:: WHAT YOU SHOULD DO ::
Look below for the lines from the one with "pub fn from_env()" to the one with "for provider in", and copy exactly those lines, both ends included.

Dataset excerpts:
= = =
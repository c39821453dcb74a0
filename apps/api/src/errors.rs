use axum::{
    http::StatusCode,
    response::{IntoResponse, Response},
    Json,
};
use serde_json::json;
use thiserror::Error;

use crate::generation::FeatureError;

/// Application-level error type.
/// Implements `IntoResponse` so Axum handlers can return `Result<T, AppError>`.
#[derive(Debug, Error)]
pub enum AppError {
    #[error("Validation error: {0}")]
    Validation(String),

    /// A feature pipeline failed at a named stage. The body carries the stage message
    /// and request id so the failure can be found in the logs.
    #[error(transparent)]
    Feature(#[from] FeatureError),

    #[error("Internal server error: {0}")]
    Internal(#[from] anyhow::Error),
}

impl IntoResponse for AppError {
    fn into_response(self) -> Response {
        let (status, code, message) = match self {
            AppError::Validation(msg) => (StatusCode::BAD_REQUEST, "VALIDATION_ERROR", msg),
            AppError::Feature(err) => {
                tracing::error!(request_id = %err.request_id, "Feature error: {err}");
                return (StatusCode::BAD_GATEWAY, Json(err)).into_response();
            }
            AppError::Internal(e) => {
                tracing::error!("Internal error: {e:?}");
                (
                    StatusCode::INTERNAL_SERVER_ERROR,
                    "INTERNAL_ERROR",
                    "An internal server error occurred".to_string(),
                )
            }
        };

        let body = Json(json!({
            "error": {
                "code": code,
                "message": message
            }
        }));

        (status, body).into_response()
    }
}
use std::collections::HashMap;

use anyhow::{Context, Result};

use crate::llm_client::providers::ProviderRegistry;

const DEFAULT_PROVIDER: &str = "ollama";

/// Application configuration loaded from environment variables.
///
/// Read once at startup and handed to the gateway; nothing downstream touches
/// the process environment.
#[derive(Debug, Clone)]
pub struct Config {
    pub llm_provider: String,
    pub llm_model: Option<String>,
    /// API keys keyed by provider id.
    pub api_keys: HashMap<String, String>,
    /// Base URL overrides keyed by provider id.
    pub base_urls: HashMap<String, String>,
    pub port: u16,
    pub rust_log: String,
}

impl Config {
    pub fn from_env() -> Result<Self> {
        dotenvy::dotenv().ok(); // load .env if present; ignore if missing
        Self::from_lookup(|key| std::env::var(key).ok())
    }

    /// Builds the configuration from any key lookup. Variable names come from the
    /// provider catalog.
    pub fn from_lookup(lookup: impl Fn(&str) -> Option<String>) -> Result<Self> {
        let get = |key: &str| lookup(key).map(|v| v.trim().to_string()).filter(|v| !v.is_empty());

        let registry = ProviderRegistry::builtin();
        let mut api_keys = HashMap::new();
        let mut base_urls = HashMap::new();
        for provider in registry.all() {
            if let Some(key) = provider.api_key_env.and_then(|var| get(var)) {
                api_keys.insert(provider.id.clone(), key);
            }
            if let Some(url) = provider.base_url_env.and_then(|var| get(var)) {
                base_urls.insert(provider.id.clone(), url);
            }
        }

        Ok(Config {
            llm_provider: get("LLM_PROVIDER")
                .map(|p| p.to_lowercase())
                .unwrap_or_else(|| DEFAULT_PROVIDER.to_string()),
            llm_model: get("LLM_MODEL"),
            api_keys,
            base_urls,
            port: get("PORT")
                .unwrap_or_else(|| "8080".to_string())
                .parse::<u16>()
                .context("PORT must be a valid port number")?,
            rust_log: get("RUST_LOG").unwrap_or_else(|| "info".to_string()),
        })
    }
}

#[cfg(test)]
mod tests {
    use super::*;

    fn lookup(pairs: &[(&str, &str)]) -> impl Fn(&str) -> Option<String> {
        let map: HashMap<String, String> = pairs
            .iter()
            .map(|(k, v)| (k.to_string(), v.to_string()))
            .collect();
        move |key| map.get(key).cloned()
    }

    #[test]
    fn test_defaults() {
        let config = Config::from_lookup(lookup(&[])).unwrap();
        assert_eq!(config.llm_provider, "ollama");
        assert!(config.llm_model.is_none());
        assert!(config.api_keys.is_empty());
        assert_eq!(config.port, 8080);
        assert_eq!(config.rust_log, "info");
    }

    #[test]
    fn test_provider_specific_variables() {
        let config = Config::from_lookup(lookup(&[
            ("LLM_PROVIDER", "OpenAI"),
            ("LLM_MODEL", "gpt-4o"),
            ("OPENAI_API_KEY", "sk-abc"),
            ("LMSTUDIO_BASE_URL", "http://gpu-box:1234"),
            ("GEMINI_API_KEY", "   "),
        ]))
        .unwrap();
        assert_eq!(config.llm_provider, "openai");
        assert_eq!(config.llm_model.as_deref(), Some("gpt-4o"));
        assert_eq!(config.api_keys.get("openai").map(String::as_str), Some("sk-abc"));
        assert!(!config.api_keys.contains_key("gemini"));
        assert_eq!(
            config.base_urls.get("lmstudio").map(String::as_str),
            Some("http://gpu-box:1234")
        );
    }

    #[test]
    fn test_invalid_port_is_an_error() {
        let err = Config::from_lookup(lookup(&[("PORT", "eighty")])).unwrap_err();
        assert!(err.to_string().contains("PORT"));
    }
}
= = =
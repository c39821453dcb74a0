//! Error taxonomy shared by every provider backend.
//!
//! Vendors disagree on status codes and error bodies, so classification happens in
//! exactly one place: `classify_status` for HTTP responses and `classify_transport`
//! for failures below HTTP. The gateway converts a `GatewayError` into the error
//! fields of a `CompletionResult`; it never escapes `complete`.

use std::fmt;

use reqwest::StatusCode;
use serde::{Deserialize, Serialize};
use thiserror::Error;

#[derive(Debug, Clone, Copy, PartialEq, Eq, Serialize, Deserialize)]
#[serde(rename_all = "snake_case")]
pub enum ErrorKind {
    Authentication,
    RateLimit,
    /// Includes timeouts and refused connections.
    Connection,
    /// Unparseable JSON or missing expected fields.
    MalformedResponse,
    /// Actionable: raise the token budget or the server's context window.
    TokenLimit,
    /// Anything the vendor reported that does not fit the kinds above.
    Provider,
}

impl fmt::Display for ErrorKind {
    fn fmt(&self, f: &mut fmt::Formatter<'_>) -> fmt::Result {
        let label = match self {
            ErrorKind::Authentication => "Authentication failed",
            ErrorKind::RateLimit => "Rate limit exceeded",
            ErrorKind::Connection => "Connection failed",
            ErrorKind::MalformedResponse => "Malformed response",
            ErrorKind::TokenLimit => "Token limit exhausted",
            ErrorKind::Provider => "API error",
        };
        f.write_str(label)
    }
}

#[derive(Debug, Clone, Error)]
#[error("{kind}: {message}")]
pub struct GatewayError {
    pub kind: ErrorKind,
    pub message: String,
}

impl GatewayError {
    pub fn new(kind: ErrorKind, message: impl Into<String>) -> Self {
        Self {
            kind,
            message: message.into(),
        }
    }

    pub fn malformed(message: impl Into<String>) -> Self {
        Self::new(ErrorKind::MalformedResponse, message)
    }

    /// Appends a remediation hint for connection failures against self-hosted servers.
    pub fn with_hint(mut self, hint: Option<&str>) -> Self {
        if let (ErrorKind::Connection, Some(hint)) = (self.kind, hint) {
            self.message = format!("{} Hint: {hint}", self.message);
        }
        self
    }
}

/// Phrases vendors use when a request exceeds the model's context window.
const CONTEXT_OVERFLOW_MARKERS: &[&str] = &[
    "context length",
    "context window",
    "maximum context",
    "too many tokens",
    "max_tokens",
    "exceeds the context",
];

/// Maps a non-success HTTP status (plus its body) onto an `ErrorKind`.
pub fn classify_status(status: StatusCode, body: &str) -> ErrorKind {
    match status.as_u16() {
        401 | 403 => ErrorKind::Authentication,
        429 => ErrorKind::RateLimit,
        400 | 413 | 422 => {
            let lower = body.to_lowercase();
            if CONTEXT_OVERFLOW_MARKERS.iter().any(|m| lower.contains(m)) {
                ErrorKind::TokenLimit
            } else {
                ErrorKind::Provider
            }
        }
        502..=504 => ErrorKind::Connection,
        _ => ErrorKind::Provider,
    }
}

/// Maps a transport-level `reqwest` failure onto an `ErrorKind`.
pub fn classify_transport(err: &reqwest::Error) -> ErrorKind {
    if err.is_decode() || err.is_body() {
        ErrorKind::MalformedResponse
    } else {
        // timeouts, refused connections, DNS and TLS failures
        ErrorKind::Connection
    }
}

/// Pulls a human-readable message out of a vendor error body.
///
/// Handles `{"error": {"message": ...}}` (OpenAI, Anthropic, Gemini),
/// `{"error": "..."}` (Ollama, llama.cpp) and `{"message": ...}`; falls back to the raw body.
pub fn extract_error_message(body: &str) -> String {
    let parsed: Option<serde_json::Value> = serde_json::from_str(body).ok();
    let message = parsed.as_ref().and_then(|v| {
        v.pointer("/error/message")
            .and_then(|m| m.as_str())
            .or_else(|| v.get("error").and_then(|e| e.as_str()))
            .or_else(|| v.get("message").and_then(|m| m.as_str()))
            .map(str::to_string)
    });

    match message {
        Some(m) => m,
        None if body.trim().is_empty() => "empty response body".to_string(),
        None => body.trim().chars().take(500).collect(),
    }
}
= = =
:: EXERCISE RESPONSE ::
    pub fn from_env() -> Result<Self> {
        dotenvy::dotenv().ok(); // load .env if present; ignore if missing
        Self::from_lookup(|key| std::env::var(key).ok())
    }

    /// Builds the configuration from any key lookup. Variable names come from the
    /// provider catalog.
    pub fn from_lookup(lookup: impl Fn(&str) -> Option<String>) -> Result<Self> {
        let get = |key: &str| lookup(key).map(|v| v.trim().to_string()).filter(|v| !v.is_empty());

        let registry = ProviderRegistry::builtin();
        let mut api_keys = HashMap::new();
        let mut base_urls = HashMap::new();
        for provider in registry.all() {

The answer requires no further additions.